Documentation - LaMAria

Welcome to the LaMAria documentation! This documentation provides an overview of our sequence and calibration formats, ground truths, evaluation, and result submission.

Data formats
    Raw data
    ASL dataset
    ROS1 bag
Calibration data
Ground truth
    Sparse control points
    Dense pseudo ground truth poses
Evaluation
    Sparse evaluation
    Dense evaluation
Result submission
References

Data formats

We release the complete LaMAria recordings in three complementary formats to fit a wide range of research purposes. The primary distribution is Meta's VRS file format, which is the recording format utilized by the Aria glasses. For ease in SLAM benchmarking, we also provide our sequence data in the ASL dataset and ROS1 bag formats, discussed below. However, it is important to note that the image data in the ASL dataset and ROS1 bag formats have been undistorted to the PINHOLE model. We believe this step was necessary as the native Aria camera model is not supported by academic SLAM baselines. This is in contrast to the VRS file format, which retains the camera calibration. The undistortion to the pinhole model is performed using colmap image_undistorter and can be replicated using the script here.

Raw data

All sequences are natively recorded in Meta's VRS format, designed for long duration, multimodal XR data capture. Each VRS file contains timestamped streams from two global-shutter grayscale cameras (640 x 480 @ 20 FPS), one rolling-shutter RGB camera (1408 × 1408 @ 10 FPS), two IMUs (1 kHz & 800 Hz), magnetometer, barometer, GPS, WiFi, and Bluetooth sensors. To learn more about the VRS file format, please refer to the official documentation.
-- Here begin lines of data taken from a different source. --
use std::collections::HashMap;
use std::sync::OnceLock;

use regex::Regex;
use serde::{Deserialize, Serialize};

use super::catalogue::{CATALOGUE, COMMON_RULES};
use super::types::{
    FieldRule, FieldRuleSpec, Locator, LocatorSpec, Profile, ProfileQuery, ProfileSpec,
};
use super::ProfileError;
use crate::models::document::Document;
use crate::models::enums::DocumentType;

static GLOBAL: OnceLock<ProfileRegistry> = OnceLock::new();

/// Configuration-driven adjustments applied when the registry is built.
#[derive(Debug, Clone, Default, Serialize, Deserialize)]
pub struct ProfileOverrides {
    /// Replacement anchor list, keyed by profile id.
    #[serde(default)]
    pub anchors: HashMap<String, Vec<String>>,
}

/// Read-only catalogue of document profiles.
///
/// Profiles are kept in priority order (facility+type, facility only,
/// type only); the catch-all default lives apart so resolution always
/// has an answer.
#[derive(Debug, Clone)]
pub struct ProfileRegistry {
    profiles: Vec<Profile>,
    default: Profile,
}

impl ProfileRegistry {
    /// Build from the built-in catalogue.
    pub fn with_defaults() -> Result<Self, ProfileError> {
        Self::new(&ProfileOverrides::default())
    }

    pub fn new(overrides: &ProfileOverrides) -> Result<Self, ProfileError> {
        Self::from_specs(CATALOGUE, overrides)
    }

    pub fn from_specs(
        specs: &[ProfileSpec],
        overrides: &ProfileOverrides,
    ) -> Result<Self, ProfileError> {
        for id in overrides.anchors.keys() {
            if !specs.iter().any(|s| s.id == id) {
                return Err(ProfileError::UnknownProfile(id.clone()));
            }
        }

        let mut profiles = Vec::with_capacity(specs.len());
        let mut default = None;
        for spec in specs {
            let mut profile = compile_profile(spec)?;
            if let Some(anchors) = overrides.anchors.get(spec.id) {
                profile.anchors = anchors.clone();
            }
            if profile.is_default() {
                // First catch-all wins; later ones would never be reached.
                if default.is_none() {
                    default = Some(profile);
                }
            } else {
                profiles.push(profile);
            }
        }

        // Stable: catalogue order is preserved within a tier.
        profiles.sort_by_key(|p| p.tier);

        let default = default.ok_or(ProfileError::MissingDefault)?;
        tracing::debug!(
            profiles = profiles.len() + 1,
            anchor_overrides = overrides.anchors.len(),
            "Profile registry built"
        );
        Ok(Self { profiles, default })
    }

    /// Select the highest-priority profile whose predicate matches.
    /// Deterministic; falls back to the default profile.
    pub fn resolve(
        &self,
        facility_hint: Option<&str>,
        filename_tokens: &[String],
        document_type: Option<DocumentType>,
    ) -> &Profile {
        let query = ProfileQuery {
            facility_hint,
            filename_tokens,
            document_type,
        };
        self.profiles
            .iter()
            .find(|p| p.matches(&query))
            .unwrap_or(&self.default)
    }

    pub fn resolve_document(&self, document: &Document) -> &Profile {
        let profile = self.resolve(
            document.facility_hint.as_deref(),
            &document.filename_tokens,
            document.document_type_hint,
        );
        tracing::debug!(
            doc_id = %document.id,
            profile = profile.id,
            tier = ?profile.tier,
            "Profile resolved"
        );
        profile
    }

    pub fn get(&self, id: &str) -> Option<&Profile> {
        self.profiles().find(|p| p.id == id)
    }

    /// All profiles in priority order, default last.
    pub fn profiles(&self) -> impl Iterator<Item = &Profile> {
        self.profiles.iter().chain(std::iter::once(&self.default))
    }

    pub fn default_profile(&self) -> &Profile {
        &self.default
    }

    pub fn len(&self) -> usize {
        self.profiles.len() + 1
    }

    pub fn is_empty(&self) -> bool {
        false
    }
}

/// Process-wide registry built from the built-in catalogue on first use.
pub fn global() -> Result<&'static ProfileRegistry, ProfileError> {
    if let Some(registry) = GLOBAL.get() {
        return Ok(registry);
    }
    let registry = ProfileRegistry::with_defaults()?;
    Ok(GLOBAL.get_or_init(|| registry))
}

/// Install the process-wide registry with configuration overrides.
/// Must run before the first `global()` call.
pub fn init_global(overrides: &ProfileOverrides) -> Result<&'static ProfileRegistry, ProfileError> {
    let registry = ProfileRegistry::new(overrides)?;
    let mut installed = false;
    let current = GLOBAL.get_or_init(|| {
        installed = true;
        registry
    });
    if installed {
        Ok(current)
    } else {
        Err(ProfileError::AlreadyInitialized)
    }
}

fn compile_profile(spec: &ProfileSpec) -> Result<Profile, ProfileError> {
    let field_rules = spec
        .field_rules
        .iter()
        .chain(COMMON_RULES.iter())
        .map(|rule| compile_rule(spec.id, rule))
        .collect::<Result<Vec<_>, _>>()?;

    Ok(Profile {
        id: spec.id,
        display_name: spec.display_name,
        tier: spec.tier(),
        facility_patterns: spec
            .facility_patterns
            .iter()
            .map(|p| p.to_uppercase())
            .collect(),
        filename_tokens: spec.filename_tokens,
        document_type: spec.document_type,
        preferred_strategy: spec.preferred_strategy,
        anchors: spec.anchors.iter().map(|a| a.to_string()).collect(),
        field_rules,
        preserve_tables: spec.preserve_tables,
    })
}

fn compile_rule(profile: &str, rule: &FieldRuleSpec) -> Result<FieldRule, ProfileError> {
    let locator = match rule.locator {
        LocatorSpec::Label(label) => Locator::Label {
            label,
            regex: compile(profile, &label_pattern(label))?,
        },
        LocatorSpec::Pattern(pattern) => Locator::Pattern {
            regex: compile(profile, pattern)?,
        },
    };
    Ok(FieldRule {
        kind: rule.kind,
        locator,
    })
}

fn compile(profile: &str, pattern: &str) -> Result<Regex, ProfileError> {
    Regex::new(pattern).map_err(|e| ProfileError::InvalidRule {
        profile: profile.to_string(),
        pattern: pattern.to_string(),
        reason: e.to_string(),
    })
}

/// Regex for "<label><sep><value>" where the separator is a colon, a tab,
/// a table cell boundary (`|`, optionally after a colon) or a run of 2+
/// spaces, and the value runs to the end of its cell (3+ spaces, tab, pipe
/// or end of line). Group 1 is the value.
pub fn label_pattern(label: &str) -> String {
    format!(
        r"(?im)(?:^|[^\p{{L}}]){}[ \t]*(?::[ \t]*(?:\|[ \t]*)?|\|[ \t]*|\t|[ \t]{{2,}})[ \t]*([^\n\t|]+?)(?:[ \t]{{3,}}|\t|[ \t]*\||[ \t]*$)",
        regex::escape(label)
    )
}

#[cfg(test)]
mod tests {
    use super::*;
    use crate::models::enums::{FieldKind, StrategyKind};
    use crate::pipeline::profiles::types::MatchTier;

    fn tokens(list: &[&str]) -> Vec<String> {
        list.iter().map(|s| s.to_string()).collect()
    }

    fn registry() -> ProfileRegistry {
        ProfileRegistry::with_defaults().unwrap()
    }

    #[test]
    fn builtin_catalogue_compiles() {
        let reg = registry();
        assert_eq!(reg.len(), 16);
        assert!(reg.default_profile().is_default());
        assert_eq!(reg.default_profile().id, "default");
    }

    #[test]
    fn synlab_lab_selects_table_strategy() {
        let reg = registry();
        let profile = reg.resolve(Some("SYNLAB"), &[], Some(DocumentType::Laboratorio));
        assert_eq!(profile.id, "synlab_lab");
        assert_eq!(profile.preferred_strategy, StrategyKind::Table);
        assert!(profile.preserve_tables);
    }

    #[test]
    fn facility_hint_is_case_insensitive_substring() {
        let reg = registry();
        let profile = reg.resolve(
            Some("Synlab Italia S.r.l."),
            &[],
            Some(DocumentType::Laboratorio),
        );
        assert_eq!(profile.id, "synlab_lab");
    }

    #[test]
    fn facility_from_filename_token() {
        let reg = registry();
        let t = tokens(&["referto", "labs", "synlab"]);
        let profile = reg.resolve(None, &t, Some(DocumentType::Laboratorio));
        assert_eq!(profile.id, "synlab_lab");
    }

    #[test]
    fn facility_and_type_beats_facility_only_and_type_only() {
        let reg = registry();
        let profile = reg.resolve(Some("Niguarda"), &[], Some(DocumentType::ProntoSoccorso));
        assert_eq!(profile.id, "niguarda_ps");
        assert_eq!(profile.tier, MatchTier::FacilityAndType);
    }

    #[test]
    fn type_only_when_facility_unknown() {
        let reg = registry();
        let profile = reg.resolve(Some("Clinica Sconosciuta"), &[], Some(DocumentType::Dimissione));
        assert_eq!(profile.id, "dimosp");
        assert_eq!(profile.tier, MatchTier::TypeOnly);
    }

    #[test]
    fn facility_only_ignores_type() {
        let reg = registry();
        let profile = reg.resolve(Some("MultiMedica"), &[], Some(DocumentType::Laboratorio));
        assert_eq!(profile.id, "multimedica");
    }

    #[test]
    fn no_hints_gives_default() {
        let reg = registry();
        let profile = reg.resolve(None, &[], None);
        assert!(profile.is_default());
        assert_eq!(profile.preferred_strategy, StrategyKind::Simple);
    }

    #[test]
    fn type_mismatch_falls_through() {
        let reg = registry();
        // SYNLAB is only catalogued for lab reports
        let profile = reg.resolve(Some("SYNLAB"), &[], Some(DocumentType::Altro));
        assert!(profile.is_default());
    }

    #[test]
    fn resolution_is_deterministic() {
        let reg = registry();
        let t = tokens(&["policlinico", "ps"]);
        let first = reg.resolve(Some("Policlinico"), &t, Some(DocumentType::ProntoSoccorso)).id;
        for _ in 0..10 {
            let again = reg.resolve(Some("Policlinico"), &t, Some(DocumentType::ProntoSoccorso)).id;
            assert_eq!(first, again);
        }
        assert_eq!(first, "policlinico_ps");
    }

    #[test]
    fn resolve_document_uses_hints() {
        let reg = registry();
        let doc = Document::from_bytes(
            "referto_labs_synlab.pdf",
            Vec::new(),
            crate::models::document::DocumentMetadata::default(),
        );
        assert_eq!(reg.resolve_document(&doc).id, "synlab_lab");
    }

    #[test]
    fn common_rules_appended_after_specific() {
        let reg = registry();
        let profile = reg.get("synlab_lab").unwrap();
        let first_label = match profile.field_rules.first().map(|r| &r.locator) {
            Some(Locator::Label { label, .. }) => *label,
            _ => "",
        };
        assert_eq!(first_label, "Cod. Paziente");
        assert!(profile
            .field_rules
            .iter()
            .any(|r| r.kind == FieldKind::FiscalCode));
        assert_eq!(
            profile.field_rules.len(),
            3 + COMMON_RULES.len()
        );
    }

    #[test]
    fn anchor_override_replaces_list() {
        let mut overrides = ProfileOverrides::default();
        overrides
            .anchors
            .insert("lab".into(), vec!["Esito".into(), "Unità".into()]);
        let reg = ProfileRegistry::new(&overrides).unwrap();
        assert_eq!(reg.get("lab").unwrap().anchors, vec!["Esito", "Unità"]);
        assert_eq!(reg.get("synlab_lab").unwrap().anchors, vec!["SYNLAB"]);
    }

    #[test]
    fn anchor_override_for_unknown_profile_rejected() {
        let mut overrides = ProfileOverrides::default();
        overrides.anchors.insert("nope".into(), vec![]);
        assert_eq!(
            ProfileRegistry::new(&overrides).unwrap_err(),
            ProfileError::UnknownProfile("nope".into())
        );
    }

    #[test]
    fn invalid_pattern_reported_with_profile() {
        const BAD_RULES: &[FieldRuleSpec] = &[FieldRuleSpec::pattern(FieldKind::Name, "(unclosed")];
        let specs = [ProfileSpec {
            id: "broken",
            display_name: "Broken",
            facility_patterns: &["X"],
            filename_tokens: &[],
            document_type: None,
            preferred_strategy: StrategyKind::Simple,
            anchors: &[],
            field_rules: BAD_RULES,
            preserve_tables: false,
        }];
        let err = ProfileRegistry::from_specs(&specs, &ProfileOverrides::default()).unwrap_err();
        assert!(matches!(err, ProfileError::InvalidRule { ref profile, .. } if profile == "broken"));
    }

    #[test]
    fn catalogue_without_default_rejected() {
        let specs: Vec<ProfileSpec> = CATALOGUE.iter().filter(|s| s.id != "default").copied().collect();
        assert_eq!(
            ProfileRegistry::from_specs(&specs, &ProfileOverrides::default()).unwrap_err(),
            ProfileError::MissingDefault
        );
    }

    #[test]
    fn label_pattern_requires_separator() {
        let re = Regex::new(&label_pattern("Paziente")).unwrap();
        let caps = re.captures("Paziente: ROSSI MARIO   Sesso: M").unwrap();
        assert_eq!(&caps[1], "ROSSI MARIO");
        assert!(re.captures("il Paziente riferisce dolore").is_none());
    }

    #[test]
    fn label_pattern_not_inside_longer_word() {
        let re = Regex::new(&label_pattern("Nome")).unwrap();
        assert!(re.captures("Cognome: ROSSI").is_none());
        assert_eq!(&re.captures("Nome: MARIO").unwrap()[1], "MARIO");
    }

    #[test]
    fn label_pattern_accepts_table_cells() {
        let re = Regex::new(&label_pattern("Paziente")).unwrap();
        assert_eq!(&re.captures("Paziente: | ROSSI MARIO").unwrap()[1], "ROSSI MARIO");
        assert_eq!(
            &re.captures("Paziente | BIANCHI ANNA | Sesso | F").unwrap()[1],
            "BIANCHI ANNA"
        );
    }

    #[test]
    fn global_registry_is_shared() {
        let a = global().unwrap();
        let b = global().unwrap();
        assert!(std::ptr::eq(a, b));
        assert_eq!(
            init_global(&ProfileOverrides::default()).unwrap_err(),
            ProfileError::AlreadyInitialized
        );
    }
}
Although the VRS files record a wide array of sensors, our ground-truth generation and SLAM benchmarking rely exclusively on the two grayscale cameras (camera-slam-left, camera-slam-right) and the 1 kHz IMU (imu-right) streams.

ASL dataset

The ASL dataset format was originally introduced by the EuRoC MAV dataset [1] and is widely used in the SLAM community. It is a simple folder structure that contains the images, IMU data, calibration parameters, and ground truth poses. For the purpose of our benchmarking and evaluation, we release a modified version of the ASL dataset format that is described as follows:

    aria/
    ├── cam0/
    │   ├── data/
    │   │   ├── <timestamp1>.png
    │   │   ├── <timestamp2>.png
    │   │   └── ..
    │   └── data.csv
    ├── cam1/
    │   ├── data/
    │   │   ├── <timestamp1>.png
    │   │   ├── <timestamp2>.png
    │   │   └── ..
    │   └── data.csv
    ├── imu0/
    │   └── data.csv
    └── <sequence_name>.txt

The aria folder holds the grayscale cameras and 1kHz IMU data. The cam0 and cam1 folders refer to the left and right cameras respectively, and the data subfolder contains the images corresponding to the capture timestamps, stored as .png files. The data.csv file contains the mapping of capture timestamps to image filenames. The data.csv file of the imu0 folder stores the IMU data in the following format:

    timestamp, gyro_x, gyro_y, gyro_z, accel_x, accel_y, accel_z

Each aria folder also contains a text file with the name of the specific sequence. This file is used to store the nanosecond timestamps of the images.

ROS1 bag

The ROS1 bag format is a single .bag file that carries the grayscale cameras and 1kHz IMU data in three ROS topics. It contains two image topics, /cam0/image_raw and /cam1/image_raw, each carrying sensor_msgs/Image messages with 8-bit, mono-grayscale frames converted from the original .png files using cv_bridge. Every image message is stamped with a nanosecond timestamp and is assigned the frame_id cam0 or cam1, depending on the camera. The third ROS topic, /imu0, carries sensor_msgs/Imu messages at 1 kHz where the linear_acceleration and angular_velocity parameter fields are populated from the IMU data. Similarly to the camera messages, each IMU message is stamped with a nanosecond timestamp and is assigned the frame_id imu0.

Calibration data

We provide the calibration data for the grayscale cameras and 1kHz IMU in the following ways. This data can be found for each sequence in the datasets section.

aria calibration - Contains the intrinsic parameters and the factory transformation between the sensor to body frame for the original Aria cameras and right IMU. If you are working with the original Aria images, please use this calibration for the cameras.
pinhole calibration - Contains the intrinsic parameters and the factory transformation between the sensor to body frame for the pinhole (undistorted from original factory Aria model) cameras and right IMU.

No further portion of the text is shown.